No one can dispute that Hillary has great command of the facts, which she emits with well-rehearsed efficiency, and while she may have made more points, Trump may have scored more. My questions is: if Hillary was truly thinking she was hitting a home run, why was she demanding during the debate that her media pals go after Trump?
He wasn’t the most stylish player, but he was bold and driven to win. He revolutionized the game of golf for the age of television and even though he made a bundle of money through endorsements as well as winning, he never forgot his rather humble origins, and he was unfailingly kind to his fans, even after he became famous. Arnold Palmer was a sports superstar who was also a gentleman, something today’s spoiled brats in the sports world would do well to attempt to emulate.

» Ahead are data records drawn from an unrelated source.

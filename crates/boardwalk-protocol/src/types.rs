//! The messages that travel over a Boardwalk WebSocket.
//!
//! Clients send a [`Request`]: a sequence number plus one intent. The
//! server answers every request with exactly one [`ServerMessage::Ack`]
//! carrying the same sequence number, and separately broadcasts
//! [`ServerMessage::RoomState`] (and lifecycle events) to the whole
//! room after any accepted mutation.
//!
//! All enums are internally tagged with `"type"` in snake_case, so a
//! roll request is `{"seq": 3, "type": "roll"}` on the wire.

use serde::{Deserialize, Serialize};

use boardwalk_game::{PlayerId, PublicRoom, RoomCode};

/// Chat messages are truncated to this many characters server-side.
pub const MAX_CHAT_LEN: usize = 200;

/// Truncates chat text to [`MAX_CHAT_LEN`] characters.
pub fn clamp_chat(text: &str) -> String {
    text.chars().take(MAX_CHAT_LEN).collect()
}

/// What a client wants to do.
#[derive(Debug, Clone, PartialEq, Serialize, Deserialize)]
#[serde(tag = "type", rename_all = "snake_case")]
pub enum ClientIntent {
    /// Create a room and join it as the first player.
    CreateRoom { name: String },
    /// Join a lobby, or rejoin a running game by name.
    JoinRoom { code: String, name: String },
    SetReady,
    Roll,
    Buy,
    SkipBuy,
    /// Pay bail (or burn a jail-free token) to leave jail now.
    JailPay,
    /// Sit out this jail turn.
    JailWait,
    EndTurn,
    /// Ask for a fresh snapshot of the current room.
    SyncState,
    Chat { text: String },
}

/// One client request: an intent with a client-chosen sequence number,
/// echoed back in the ack so the client can match responses to requests.
#[derive(Debug, Clone, PartialEq, Serialize, Deserialize)]
pub struct Request {
    pub seq: u64,
    #[serde(flatten)]
    pub intent: ClientIntent,
}

/// Everything the server sends.
#[derive(Debug, Clone, PartialEq, Serialize, Deserialize)]
#[serde(tag = "type", rename_all = "snake_case")]
pub enum ServerMessage {
    /// Per-request response. Exactly one per [`Request`], carrying the
    /// request's `seq`. On success `state` holds the resulting snapshot
    /// (and `code` the room code for create/join); on failure `error`
    /// holds a stable snake_case code.
    Ack {
        seq: u64,
        ok: bool,
        #[serde(default, skip_serializing_if = "Option::is_none")]
        code: Option<RoomCode>,
        #[serde(default, skip_serializing_if = "Option::is_none")]
        state: Option<PublicRoom>,
        #[serde(default, skip_serializing_if = "Option::is_none")]
        error: Option<String>,
    },

    /// Broadcast after every accepted mutation.
    RoomState { state: PublicRoom },

    /// Broadcast once when the lobby flips to playing.
    GameStarted { state: PublicRoom },

    /// Broadcast when a disconnect (not a game move) ends the game.
    GameEnded {
        #[serde(default, skip_serializing_if = "Option::is_none")]
        winner_id: Option<PlayerId>,
        state: PublicRoom,
    },

    /// Relayed chat line.
    Chat {
        player_id: PlayerId,
        name: String,
        text: String,
    },
}

impl ServerMessage {
    /// Successful ack with the resulting room snapshot.
    pub fn ack_ok(seq: u64, state: PublicRoom) -> Self {
        Self::Ack {
            seq,
            ok: true,
            code: Some(state.code.clone()),
            state: Some(state),
            error: None,
        }
    }

    /// Failed ack with a stable error code.
    pub fn ack_err(seq: u64, error: impl Into<String>) -> Self {
        Self::Ack {
            seq,
            ok: false,
            code: None,
            state: None,
            error: Some(error.into()),
        }
    }
}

After the Clinton campaign announced it would put loudmouth billionaire Mark Cuban in the front row at the debate, Trump tweeted that he’d invite Bill Clinton’s former lover, Gennifer Flowers. The media predictably got in a huff along with the Clinton campaign, while having to simultaneously explain who Ms. Flowers was. Neither Cuban nor Flowers will attend, but Trump must be enjoying having the press bring up Bill Clinton’s character, or lack thereof, and the implication of Hillary’s bad judgment.
The alleged Seattle shooter was reported to be Hispanic, remember. As it happens, he is a Turkish immigrant — another plus for the wonderful screening process employed by our immigration system.
Be aware that the Cascade Mall is a gun-free zone. The shooter tweeted his support for Hillary Clinton last year. Gee, I wonder why. The police have not yet determined a motive, but haven’t ruled out terrorism, though based on neighbors’ comments, I’d say the inability to handle a breakup seems more likely, aided by a drug habit.
Vin Scully was not only an outstanding sportscaster, but he is also an admirable human being. I was never a great baseball fan, but I never minded the least bit listening to Scully’s smooth, clear delivery of the play-by-play of a Dodgers game. His obvious love for the game shone through in the ease with which he spoke of bunts and home runs and triple plays, and his in-depth knowledge of the players. He will be missed by many a baseball lover, and I am happy the Dodgers gave this gentleman a grand send-off into a well-deserved retirement.